But first, he tried selling it to Iraqi ruler Saddam Hussein. For this mission, he fielded one of Moscow’s diplomatic heavyweights, Yevgeny Primakov. KGB chief Middle East resident in the 1970s, Soviet foreign minister and Russian prime minister under Yeltsin, Primakov is also a longtime close personal friend of the Iraqi dictator from the old days of the Soviet Union.

Primakov landed in Baghdad on Saturday, February 22.

The candy for Saddam in the Russian proposal was that it could provide him with a lifebelt to save himself from being obliterated; although he would have to leave Baghdad with his family and ruling clique, he need not be pushed completely off the Iraqi political map.
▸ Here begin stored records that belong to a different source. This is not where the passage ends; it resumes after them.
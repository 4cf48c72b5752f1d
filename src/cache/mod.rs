//! Cache Module
//!
//! The in-process calculation cache: TTL classes, LRU access tracking,
//! banded capacity eviction, and statistics/health reporting.

mod entry;
mod lru;
mod stats;
mod store;


// Re-export public types
pub use entry::CacheEntry;
pub use lru::AccessOrder;
pub use stats::{CacheReport, CacheStats, EntryStamp, HealthReport, HealthStatus, KeyAccess};
pub use store::{CachePolicy, CalculationCache, DataClass, DEFAULT_TOP_ACCESSED};

// == Public Constants ==
/// Maximum allowed key length in bytes
pub const MAX_KEY_LENGTH: usize = 256;

/// Occupancy fraction of capacity at which proactive eviction arms
pub const PROACTIVE_CAPACITY_FRACTION: f64 = 0.8;

/// Fraction of the cache evicted by a proactive pass
pub const PROACTIVE_EVICTION_FRACTION: f64 = 0.2;

/// Fraction of the cache evicted by an emergency pass at full capacity
pub const EMERGENCY_EVICTION_FRACTION: f64 = 0.3;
Primakov was understood to have spent 10 hours on Sunday, February 23 with Saddam Hussein at his palace in Tirkit, flying home Monday, February 24, after they met for a final conversation.
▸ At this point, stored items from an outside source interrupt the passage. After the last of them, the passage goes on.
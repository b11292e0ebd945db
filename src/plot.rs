// AMACAD cluster analysis: Aggregation and exploration of clustering simulation results
// Copyright (C) 2024-2025 The AMACAD analysis authors
//
// This program is free software: you can redistribute it and/or modify
// it under the terms of the GNU General Public License as published by
// the Free Software Foundation, either version 3 of the License, or
// (at your option) any later version.
//
// This program is distributed in the hope that it will be useful,
// but WITHOUT ANY WARRANTY; without even the implied warranty of
// MERCHANTABILITY or FITNESS FOR A PARTICULAR PURPOSE.  See the
// GNU General Public License for more details.
//
// You should have received a copy of the GNU General Public License
// along with this program.  If not, see <http://www.gnu.org/licenses/>.

//! Charts of a metric against one parameter, and the renderers drawing them.

use std::path::{Path, PathBuf};

use itertools::Itertools;
use plotly::{
    common::{ErrorData, ErrorType, Marker, MarkerSymbol, Mode},
    layout::Axis,
    Plot, Scatter,
};

use crate::{
    metrics::MetricKey,
    params::{ParamValue, Parameter},
};

#[derive(Debug, thiserror::Error)]
pub enum PlotError {
    #[error("IO Error: {0}")]
    Io(#[from] std::io::Error),
    #[error("Chart {0} has no data")]
    Empty(String),
}

/// How the series of a chart are drawn.
#[derive(Debug, Clone, Copy, PartialEq, Eq)]
pub enum ChartStyle {
    /// Lines with error bars of one standard deviation.
    ErrorBars,
    /// Lines whose markers cycle through a fixed palette.
    Markers,
}

/// One line of a chart. `err` holds the standard deviation of each point.
#[derive(Debug, Clone, PartialEq)]
pub struct Series {
    pub name: String,
    pub x: Vec<ParamValue>,
    pub y: Vec<f64>,
    pub err: Vec<f64>,
}

impl Series {
    pub fn is_empty(&self) -> bool {
        self.x.is_empty()
    }
}

#[derive(Debug, Clone, PartialEq)]
pub struct Chart {
    pub title: String,
    /// Parameters that are fixed for all series, e.g. `(Algorithm: A; Beacon Interval: 1.0)`.
    pub subtitle: Option<String>,
    pub x_label: String,
    pub y_label: String,
    pub style: ChartStyle,
    pub series: Vec<Series>,
    pub x_range: Option<(f64, f64)>,
    name: String,
}

impl Chart {
    /// Chart of `metric` against `axis`, where `fixed` lists the parameters shared by all series.
    pub fn new(
        metric: MetricKey,
        axis: Parameter,
        fixed: &[(Parameter, ParamValue)],
        style: ChartStyle,
        series: Vec<Series>,
    ) -> Self {
        let subtitle = (!fixed.is_empty()).then(|| {
            format!(
                "({})",
                fixed.iter().map(|(p, v)| format!("{p}: {v}")).join("; ")
            )
        });
        let x_range = match style {
            ChartStyle::ErrorBars => series
                .iter()
                .flat_map(|s| s.x.iter())
                .map(ParamValue::as_f64)
                .collect::<Option<Vec<f64>>>()
                .and_then(|xs| xs.into_iter().reduce(f64::max))
                .map(|max| (0.0, max + 0.1)),
            ChartStyle::Markers => None,
        };
        Self {
            title: format!("{} vs. {}", metric.label(), axis),
            subtitle,
            x_label: axis.label(),
            y_label: metric.axis_label(),
            style,
            series,
            x_range,
            name: format!("{} vs {}", metric.label(), axis),
        }
    }

    /// File name used when the chart is saved, e.g. `Mean_Overhead_vs_Beacon_Interval.html`.
    pub fn file_name(&self) -> String {
        format!("{}.html", self.name.replace(|c: char| c == ' ' || c == '/', "_"))
    }

    /// Location of this chart inside `directory`.
    pub fn file_in(&self, directory: impl AsRef<Path>) -> PathBuf {
        directory.as_ref().join(self.file_name())
    }
}

/// Where a chart is drawn.
#[derive(Debug, Clone, PartialEq, Eq)]
pub enum Target {
    /// Display the chart interactively.
    Show,
    File(PathBuf),
}

pub trait Renderer {
    fn render(&mut self, chart: &Chart, target: &Target) -> Result<(), PlotError>;
}

const MARKERS: [MarkerSymbol; 10] = [
    MarkerSymbol::Circle,
    MarkerSymbol::Square,
    MarkerSymbol::Diamond,
    MarkerSymbol::Cross,
    MarkerSymbol::X,
    MarkerSymbol::TriangleUp,
    MarkerSymbol::TriangleDown,
    MarkerSymbol::Pentagon,
    MarkerSymbol::Hexagon,
    MarkerSymbol::Star,
];

/// Renders charts with plotly, either in the browser or into an HTML file.
#[derive(Debug, Default, Clone, Copy)]
pub struct PlotlyRenderer;

impl PlotlyRenderer {
    fn plot(chart: &Chart) -> Plot {
        let mut plot = Plot::new();

        let title = match &chart.subtitle {
            Some(subtitle) => format!("<b>{}</b><br>{subtitle}", chart.title),
            None => format!("<b>{}</b>", chart.title),
        };
        let mut x_axis = Axis::new().title(chart.x_label.clone());
        if let Some((lo, hi)) = chart.x_range {
            x_axis = x_axis.range(vec![lo, hi]);
        }
        plot.set_layout(
            plot.layout()
                .clone()
                .title(title)
                .x_axis(x_axis)
                .y_axis(Axis::new().title(chart.y_label.clone())),
        );

        for (i, series) in chart.series.iter().enumerate() {
            let trace = Scatter::new(series.x.clone(), series.y.clone())
                .name(&series.name)
                .mode(Mode::LinesMarkers);
            let trace = match chart.style {
                ChartStyle::ErrorBars => {
                    trace.error_y(ErrorData::new(ErrorType::Data).array(series.err.clone()))
                }
                ChartStyle::Markers => {
                    trace.marker(Marker::new().symbol(MARKERS[i % MARKERS.len()].clone()))
                }
            };
            plot.add_trace(trace);
        }

        plot
    }
}

impl Renderer for PlotlyRenderer {
    fn render(&mut self, chart: &Chart, target: &Target) -> Result<(), PlotError> {
        if chart.series.iter().all(Series::is_empty) {
            return Err(PlotError::Empty(chart.title.clone()));
        }
        let plot = Self::plot(chart);
        match target {
            Target::Show => plot.show(),
            Target::File(path) => {
                if let Some(parent) = path.parent() {
                    std::fs::create_dir_all(parent)?;
                }
                plot.write_html(path);
                log::info!("Stored {} at {path:?}", chart.title);
            }
        }
        Ok(())
    }
}

/// Remembers every rendered chart without drawing it.
#[derive(Debug, Default, Clone)]
pub struct RecordingRenderer {
    pub charts: Vec<(Chart, Target)>,
}

impl Renderer for RecordingRenderer {
    fn render(&mut self, chart: &Chart, target: &Target) -> Result<(), PlotError> {
        self.charts.push((chart.clone(), target.clone()));
        Ok(())
    }
}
The proposal for Iraq has some high points:

1. Acceptance of the plan by Saddam and Washington – with UN endorsement – will result in the United States calling off its war offensive against Iraq.

2. Saddam will be required to immediately dismantle and destroy all his weapons of mass destruction, that arsenal being checked against Russia’s lists and compared with American data. ( Russian generals and intelligence chiefs have consistently claimed until now that Saddam does not possess a single WMD!) :P
3. Saddam stays on as president for approximately one year.
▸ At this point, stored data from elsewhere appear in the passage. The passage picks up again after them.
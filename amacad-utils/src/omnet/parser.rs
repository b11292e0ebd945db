//! Line-based parser for the OMNeT++ scalar file format.

use super::{OmnetError, RunResults, Scalar, Statistic};

/// Split a line into whitespace separated tokens. Double-quoted tokens may contain whitespace and
/// backslash escapes (`\"`, `\\`, `\n`, `\t`).
pub fn tokenize(line: &str) -> Result<Vec<String>, String> {
    let mut tokens = Vec::new();
    let mut chars = line.chars().peekable();

    while let Some(&c) = chars.peek() {
        if c.is_whitespace() {
            chars.next();
            continue;
        }

        let mut token = String::new();
        if c == '"' {
            chars.next();
            let mut closed = false;
            while let Some(c) = chars.next() {
                match c {
                    '"' => {
                        closed = true;
                        break;
                    }
                    '\\' => match chars.next() {
                        Some('n') => token.push('\n'),
                        Some('t') => token.push('\t'),
                        Some(escaped) => token.push(escaped),
                        None => return Err("dangling escape at the end of the line".to_string()),
                    },
                    c => token.push(c),
                }
            }
            if !closed {
                return Err("unterminated quoted string".to_string());
            }
        } else {
            while let Some(&c) = chars.peek() {
                if c.is_whitespace() {
                    break;
                }
                token.push(c);
                chars.next();
            }
        }
        tokens.push(token);
    }

    Ok(tokens)
}

/// Parse the content of a scalar file into the runs it contains, in file order.
pub fn parse_runs(content: &str) -> Result<Vec<RunResults>, OmnetError> {
    let mut runs: Vec<RunResults> = Vec::new();
    // `field`, `bin` and `attr` lines following a `statistic` line belong to that statistic
    let mut in_statistic = false;

    for (idx, raw_line) in content.lines().enumerate() {
        let line = idx + 1;
        let trimmed = raw_line.trim();
        if trimmed.is_empty() || trimmed.starts_with('#') {
            continue;
        }
        let tokens = tokenize(trimmed).map_err(|msg| OmnetError::Parse { line, msg })?;

        match tokens[0].as_str() {
            "version" => {}
            "run" => {
                let [run_id] = args(&tokens, line)?;
                runs.push(RunResults {
                    run_id: run_id.to_string(),
                    ..Default::default()
                });
                in_statistic = false;
            }
            "attr" => {
                let [key, value] = args(&tokens, line)?;
                if in_statistic {
                    last_statistic(&mut runs, line)?
                        .attributes
                        .insert(key.to_string(), value.to_string());
                } else {
                    current_run(&mut runs, line)?
                        .attributes
                        .insert(key.to_string(), value.to_string());
                }
            }
            "itervar" | "config" => {
                let [key, value] = args(&tokens, line)?;
                current_run(&mut runs, line)?
                    .attributes
                    .insert(key.to_string(), value.to_string());
                in_statistic = false;
            }
            "param" => {
                let [pattern, value] = args(&tokens, line)?;
                current_run(&mut runs, line)?
                    .params
                    .push((pattern.to_string(), value.to_string()));
                in_statistic = false;
            }
            "scalar" => {
                let [module, name, value] = args(&tokens, line)?;
                let value = parse_value(value, line)?;
                current_run(&mut runs, line)?.scalars.push(Scalar {
                    module: module.to_string(),
                    name: name.to_string(),
                    value,
                });
                in_statistic = false;
            }
            "statistic" => {
                let [module, name] = args(&tokens, line)?;
                current_run(&mut runs, line)?.statistics.push(Statistic {
                    module: module.to_string(),
                    name: name.to_string(),
                    ..Default::default()
                });
                in_statistic = true;
            }
            "field" => {
                let [name, value] = args(&tokens, line)?;
                let value = parse_value(value, line)?;
                if !in_statistic {
                    return Err(parse_error(line, "`field` outside of a statistic"));
                }
                last_statistic(&mut runs, line)?
                    .fields
                    .insert(name.to_string(), value);
            }
            "bin" => {
                let [lower, count] = args(&tokens, line)?;
                let bin = (parse_value(lower, line)?, parse_value(count, line)?);
                if !in_statistic {
                    return Err(parse_error(line, "`bin` outside of a statistic"));
                }
                last_statistic(&mut runs, line)?.bins.push(bin);
            }
            keyword => {
                log::trace!("Skipping line {line} with unknown keyword `{keyword}`");
            }
        }
    }

    Ok(runs)
}

fn parse_error(line: usize, msg: impl Into<String>) -> OmnetError {
    OmnetError::Parse {
        line,
        msg: msg.into(),
    }
}

/// Take the first `N` arguments following the keyword.
fn args<const N: usize>(tokens: &[String], line: usize) -> Result<[&str; N], OmnetError> {
    if tokens.len() <= N {
        return Err(parse_error(
            line,
            format!(
                "`{}` expects {N} arguments, got {}",
                tokens[0],
                tokens.len() - 1
            ),
        ));
    }
    Ok(std::array::from_fn(|i| tokens[i + 1].as_str()))
}

fn parse_value(value: &str, line: usize) -> Result<f64, OmnetError> {
    value
        .parse()
        .map_err(|_| parse_error(line, format!("invalid number `{value}`")))
}

fn current_run(runs: &mut [RunResults], line: usize) -> Result<&mut RunResults, OmnetError> {
    runs.last_mut()
        .ok_or_else(|| parse_error(line, "result record before the first `run` line"))
}

fn last_statistic(runs: &mut [RunResults], line: usize) -> Result<&mut Statistic, OmnetError> {
    current_run(runs, line)?
        .statistics
        .last_mut()
        .ok_or_else(|| parse_error(line, "statistic record without a `statistic` line"))
}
4. In the course of the disarmament process, a transitional government will be established in Baghdad with no affinity to the ruling Ba'ath or Saddam’s ruling circle. It will officiate one year under international oversight, draft a new Iraqi constitution and arrange a general election.

5. The election over, Saddam will retire and make way for the newly-elected regime.

6. He and his family, together with his top political and military circle, will move out of Baghdad and take up residence at an internationally protected palace compound near Tharthar Lake north of Tikrit. He will be allowed to move in and out of this palace under certain restrictions.

Despite some limitations on his movements and those of his entourage, he would not be a prisoner. He would be allowed to come and go under certain conditions.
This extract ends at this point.